Material for this exercise:

___

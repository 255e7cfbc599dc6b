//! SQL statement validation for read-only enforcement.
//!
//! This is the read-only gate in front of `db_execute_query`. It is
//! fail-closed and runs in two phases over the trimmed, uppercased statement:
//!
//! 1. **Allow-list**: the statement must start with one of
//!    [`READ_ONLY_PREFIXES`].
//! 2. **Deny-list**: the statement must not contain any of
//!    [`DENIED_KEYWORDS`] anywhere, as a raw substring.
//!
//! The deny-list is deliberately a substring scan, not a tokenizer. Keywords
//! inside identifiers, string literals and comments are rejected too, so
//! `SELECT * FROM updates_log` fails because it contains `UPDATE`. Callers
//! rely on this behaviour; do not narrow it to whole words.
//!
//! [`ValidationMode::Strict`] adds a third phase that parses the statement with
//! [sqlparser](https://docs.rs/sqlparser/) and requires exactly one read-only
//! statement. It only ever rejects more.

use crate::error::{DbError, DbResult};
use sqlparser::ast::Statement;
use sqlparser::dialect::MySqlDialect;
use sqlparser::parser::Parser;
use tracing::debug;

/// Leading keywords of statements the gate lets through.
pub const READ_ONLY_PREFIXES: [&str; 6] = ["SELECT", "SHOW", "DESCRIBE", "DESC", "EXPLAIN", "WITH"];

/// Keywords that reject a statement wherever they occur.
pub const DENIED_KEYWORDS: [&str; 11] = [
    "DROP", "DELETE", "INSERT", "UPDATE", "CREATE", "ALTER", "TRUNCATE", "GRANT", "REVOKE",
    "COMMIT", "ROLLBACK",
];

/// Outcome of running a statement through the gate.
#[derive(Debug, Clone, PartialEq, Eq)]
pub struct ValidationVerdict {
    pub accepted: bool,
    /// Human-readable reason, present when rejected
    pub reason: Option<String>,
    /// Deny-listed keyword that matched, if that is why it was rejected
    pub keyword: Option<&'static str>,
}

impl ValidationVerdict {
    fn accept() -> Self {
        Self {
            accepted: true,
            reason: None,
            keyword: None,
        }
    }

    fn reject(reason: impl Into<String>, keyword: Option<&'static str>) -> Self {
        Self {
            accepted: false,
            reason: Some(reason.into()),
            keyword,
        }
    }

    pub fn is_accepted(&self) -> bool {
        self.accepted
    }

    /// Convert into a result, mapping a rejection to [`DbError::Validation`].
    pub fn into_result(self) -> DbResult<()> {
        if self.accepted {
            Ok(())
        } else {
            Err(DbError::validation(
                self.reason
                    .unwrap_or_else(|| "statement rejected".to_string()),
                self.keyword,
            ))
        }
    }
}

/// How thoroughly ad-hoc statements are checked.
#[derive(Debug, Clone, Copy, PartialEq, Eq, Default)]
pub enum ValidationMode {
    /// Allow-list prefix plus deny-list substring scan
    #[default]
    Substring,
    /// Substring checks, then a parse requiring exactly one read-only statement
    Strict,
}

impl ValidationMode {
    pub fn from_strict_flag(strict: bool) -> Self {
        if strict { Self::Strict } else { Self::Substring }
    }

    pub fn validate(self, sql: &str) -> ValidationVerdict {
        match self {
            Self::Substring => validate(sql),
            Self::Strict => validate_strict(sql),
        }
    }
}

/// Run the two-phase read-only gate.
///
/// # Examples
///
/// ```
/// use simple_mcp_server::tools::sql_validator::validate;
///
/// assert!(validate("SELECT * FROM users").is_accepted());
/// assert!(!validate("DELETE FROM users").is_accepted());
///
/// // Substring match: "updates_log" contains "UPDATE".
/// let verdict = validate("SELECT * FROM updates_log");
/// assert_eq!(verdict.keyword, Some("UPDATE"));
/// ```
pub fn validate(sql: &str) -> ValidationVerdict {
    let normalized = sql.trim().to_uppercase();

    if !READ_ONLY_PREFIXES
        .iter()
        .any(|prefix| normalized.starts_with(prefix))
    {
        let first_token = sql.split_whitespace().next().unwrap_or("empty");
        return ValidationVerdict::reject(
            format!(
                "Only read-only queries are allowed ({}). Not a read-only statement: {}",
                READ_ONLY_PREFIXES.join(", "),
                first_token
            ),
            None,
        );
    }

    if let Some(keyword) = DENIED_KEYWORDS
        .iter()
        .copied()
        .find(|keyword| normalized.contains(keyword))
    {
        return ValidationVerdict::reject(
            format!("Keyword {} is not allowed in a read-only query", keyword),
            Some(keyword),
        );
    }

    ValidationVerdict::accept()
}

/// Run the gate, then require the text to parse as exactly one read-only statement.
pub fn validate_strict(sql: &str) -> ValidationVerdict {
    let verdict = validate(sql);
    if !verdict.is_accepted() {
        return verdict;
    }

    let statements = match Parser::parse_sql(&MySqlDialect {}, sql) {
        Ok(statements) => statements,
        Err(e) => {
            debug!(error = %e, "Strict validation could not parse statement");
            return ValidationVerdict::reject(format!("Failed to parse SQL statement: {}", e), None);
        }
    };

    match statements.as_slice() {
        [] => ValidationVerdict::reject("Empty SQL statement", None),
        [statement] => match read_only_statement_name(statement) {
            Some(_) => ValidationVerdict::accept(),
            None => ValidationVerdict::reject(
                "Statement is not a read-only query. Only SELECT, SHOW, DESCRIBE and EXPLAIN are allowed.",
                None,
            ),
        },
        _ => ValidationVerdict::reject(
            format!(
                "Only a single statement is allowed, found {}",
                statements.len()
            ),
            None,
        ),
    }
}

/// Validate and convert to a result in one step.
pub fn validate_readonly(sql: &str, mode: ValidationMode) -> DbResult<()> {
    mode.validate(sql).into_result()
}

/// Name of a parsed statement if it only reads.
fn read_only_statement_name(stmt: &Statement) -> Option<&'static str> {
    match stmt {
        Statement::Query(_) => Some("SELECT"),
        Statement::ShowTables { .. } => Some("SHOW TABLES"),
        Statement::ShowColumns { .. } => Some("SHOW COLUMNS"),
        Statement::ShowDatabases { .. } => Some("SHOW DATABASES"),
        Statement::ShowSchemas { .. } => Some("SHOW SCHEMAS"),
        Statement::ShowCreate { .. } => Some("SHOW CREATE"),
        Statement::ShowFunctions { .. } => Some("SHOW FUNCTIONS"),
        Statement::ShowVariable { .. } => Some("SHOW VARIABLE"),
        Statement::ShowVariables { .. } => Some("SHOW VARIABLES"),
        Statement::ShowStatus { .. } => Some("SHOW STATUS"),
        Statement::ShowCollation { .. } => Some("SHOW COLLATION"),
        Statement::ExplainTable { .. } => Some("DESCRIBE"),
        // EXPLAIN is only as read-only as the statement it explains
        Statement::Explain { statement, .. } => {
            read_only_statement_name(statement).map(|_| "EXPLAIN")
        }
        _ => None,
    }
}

___

Assignment:
When you answer, return each line of the material exactly as it was written.

Output for this task:
repository 255e7cfbc599dc6b
//! SQL statement validation for read-only enforcement.
//!
//! This is the read-only gate in front of `db_execute_query`. It is
//! fail-closed and runs in two phases over the trimmed, uppercased statement:
//!
//! 1. **Allow-list**: the statement must start with one of
//!    [`READ_ONLY_PREFIXES`].
//! 2. **Deny-list**: the statement must not contain any of
//!    [`DENIED_KEYWORDS`] anywhere, as a raw substring.
//!
//! The deny-list is deliberately a substring scan, not a tokenizer. Keywords
//! inside identifiers, string literals and comments are rejected too, so
//! `SELECT * FROM updates_log` fails because it contains `UPDATE`. Callers
//! rely on this behaviour; do not narrow it to whole words.
//!
//! [`ValidationMode::Strict`] adds a third phase that parses the statement with
//! [sqlparser](https://docs.rs/sqlparser/) and requires exactly one read-only
//! statement. It only ever rejects more.

use crate::error::{DbError, DbResult};
use sqlparser::ast::Statement;
use sqlparser::dialect::MySqlDialect;
use sqlparser::parser::Parser;
use tracing::debug;

/// Leading keywords of statements the gate lets through.
pub const READ_ONLY_PREFIXES: [&str; 6] = ["SELECT", "SHOW", "DESCRIBE", "DESC", "EXPLAIN", "WITH"];

/// Keywords that reject a statement wherever they occur.
pub const DENIED_KEYWORDS: [&str; 11] = [
    "DROP", "DELETE", "INSERT", "UPDATE", "CREATE", "ALTER", "TRUNCATE", "GRANT", "REVOKE",
    "COMMIT", "ROLLBACK",
];

/// Outcome of running a statement through the gate.
#[derive(Debug, Clone, PartialEq, Eq)]
pub struct ValidationVerdict {
    pub accepted: bool,
    /// Human-readable reason, present when rejected
    pub reason: Option<String>,
    /// Deny-listed keyword that matched, if that is why it was rejected
    pub keyword: Option<&'static str>,
}

impl ValidationVerdict {
    fn accept() -> Self {
        Self {
            accepted: true,
            reason: None,
            keyword: None,
        }
    }

    fn reject(reason: impl Into<String>, keyword: Option<&'static str>) -> Self {
        Self {
            accepted: false,
            reason: Some(reason.into()),
            keyword,
        }
    }

    pub fn is_accepted(&self) -> bool {
        self.accepted
    }

    /// Convert into a result, mapping a rejection to [`DbError::Validation`].
    pub fn into_result(self) -> DbResult<()> {
        if self.accepted {
            Ok(())
        } else {
            Err(DbError::validation(
                self.reason
                    .unwrap_or_else(|| "statement rejected".to_string()),
                self.keyword,
            ))
        }
    }
}

/// How thoroughly ad-hoc statements are checked.
#[derive(Debug, Clone, Copy, PartialEq, Eq, Default)]
pub enum ValidationMode {
    /// Allow-list prefix plus deny-list substring scan
    #[default]
    Substring,
    /// Substring checks, then a parse requiring exactly one read-only statement
    Strict,
}

impl ValidationMode {
    pub fn from_strict_flag(strict: bool) -> Self {
        if strict { Self::Strict } else { Self::Substring }
    }

    pub fn validate(self, sql: &str) -> ValidationVerdict {
        match self {
            Self::Substring => validate(sql),
            Self::Strict => validate_strict(sql),
        }
    }
}

/// Run the two-phase read-only gate.
///
/// # Examples
///
/// ```
/// use simple_mcp_server::tools::sql_validator::validate;
///
/// assert!(validate("SELECT * FROM users").is_accepted());
/// assert!(!validate("DELETE FROM users").is_accepted());
///
/// // Substring match: "updates_log" contains "UPDATE".
/// let verdict = validate("SELECT * FROM updates_log");
/// assert_eq!(verdict.keyword, Some("UPDATE"));
/// ```
pub fn validate(sql: &str) -> ValidationVerdict {
    let normalized = sql.trim().to_uppercase();

    if !READ_ONLY_PREFIXES
        .iter()
        .any(|prefix| normalized.starts_with(prefix))
    {
        let first_token = sql.split_whitespace().next().unwrap_or("empty");
        return ValidationVerdict::reject(
            format!(
                "Only read-only queries are allowed ({}). Not a read-only statement: {}",
                READ_ONLY_PREFIXES.join(", "),
                first_token
            ),
            None,
        );
    }

    if let Some(keyword) = DENIED_KEYWORDS
        .iter()
        .copied()
        .find(|keyword| normalized.contains(keyword))
    {
        return ValidationVerdict::reject(
            format!("Keyword {} is not allowed in a read-only query", keyword),
            Some(keyword),
        );
    }

    ValidationVerdict::accept()
}

/// Run the gate, then require the text to parse as exactly one read-only statement.
pub fn validate_strict(sql: &str) -> ValidationVerdict {
    let verdict = validate(sql);
    if !verdict.is_accepted() {
        return verdict;
    }

    let statements = match Parser::parse_sql(&MySqlDialect {}, sql) {
        Ok(statements) => statements,
        Err(e) => {
            debug!(error = %e, "Strict validation could not parse statement");
            return ValidationVerdict::reject(format!("Failed to parse SQL statement: {}", e), None);
        }
    };

    match statements.as_slice() {
        [] => ValidationVerdict::reject("Empty SQL statement", None),
        [statement] => match read_only_statement_name(statement) {
            Some(_) => ValidationVerdict::accept(),
            None => ValidationVerdict::reject(
                "Statement is not a read-only query. Only SELECT, SHOW, DESCRIBE and EXPLAIN are allowed.",
                None,
            ),
        },
        _ => ValidationVerdict::reject(
            format!(
                "Only a single statement is allowed, found {}",
                statements.len()
            ),
            None,
        ),
    }
}

/// Validate and convert to a result in one step.
pub fn validate_readonly(sql: &str, mode: ValidationMode) -> DbResult<()> {
    mode.validate(sql).into_result()
}

/// Name of a parsed statement if it only reads.
fn read_only_statement_name(stmt: &Statement) -> Option<&'static str> {
    match stmt {
        Statement::Query(_) => Some("SELECT"),
        Statement::ShowTables { .. } => Some("SHOW TABLES"),
        Statement::ShowColumns { .. } => Some("SHOW COLUMNS"),
        Statement::ShowDatabases { .. } => Some("SHOW DATABASES"),
        Statement::ShowSchemas { .. } => Some("SHOW SCHEMAS"),
        Statement::ShowCreate { .. } => Some("SHOW CREATE"),
        Statement::ShowFunctions { .. } => Some("SHOW FUNCTIONS"),
        Statement::ShowVariable { .. } => Some("SHOW VARIABLE"),
        Statement::ShowVariables { .. } => Some("SHOW VARIABLES"),
        Statement::ShowStatus { .. } => Some("SHOW STATUS"),
        Statement::ShowCollation { .. } => Some("SHOW COLLATION"),
        Statement::ExplainTable { .. } => Some("DESCRIBE"),
        // EXPLAIN is only as read-only as the statement it explains
        Statement::Explain { statement, .. } => {
            read_only_statement_name(statement).map(|_| "EXPLAIN")
        }
        _ => None,
    }
}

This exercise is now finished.